Exercise
An acceptable answer contains each line of the material, unchanged.

Record extracts
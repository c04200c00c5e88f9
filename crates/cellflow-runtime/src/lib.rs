#![forbid(unsafe_code)]
#![cfg_attr(docsrs, feature(doc_cfg))]
#![doc = include_str!("../README.md")]

pub mod batch;
pub mod engine;
mod error;
pub mod graph;
pub mod node;

#[doc(hidden)]
pub mod prelude;

pub use error::{RuntimeError, RuntimeResult};

/// Tracing target for batch assembly.
pub const TRACING_TARGET_BATCH: &str = "cellflow_runtime::batch";

/// Tracing target for step execution.
pub const TRACING_TARGET_ENGINE: &str = "cellflow_runtime::engine";

/// Tracing target for pipeline scheduling.
pub const TRACING_TARGET_GRAPH: &str = "cellflow_runtime::graph";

Written answer
repository c04200c00c5e88f9
filename crates/cellflow-runtime/src/lib.rs
#![forbid(unsafe_code)]
#![cfg_attr(docsrs, feature(doc_cfg))]
#![doc = include_str!("../README.md")]

pub mod batch;
pub mod engine;
mod error;
pub mod graph;
pub mod node;

#[doc(hidden)]
pub mod prelude;

pub use error::{RuntimeError, RuntimeResult};

/// Tracing target for batch assembly.
pub const TRACING_TARGET_BATCH: &str = "cellflow_runtime::batch";

/// Tracing target for step execution.
pub const TRACING_TARGET_ENGINE: &str = "cellflow_runtime::engine";

/// Tracing target for pipeline scheduling.
pub const TRACING_TARGET_GRAPH: &str = "cellflow_runtime::graph";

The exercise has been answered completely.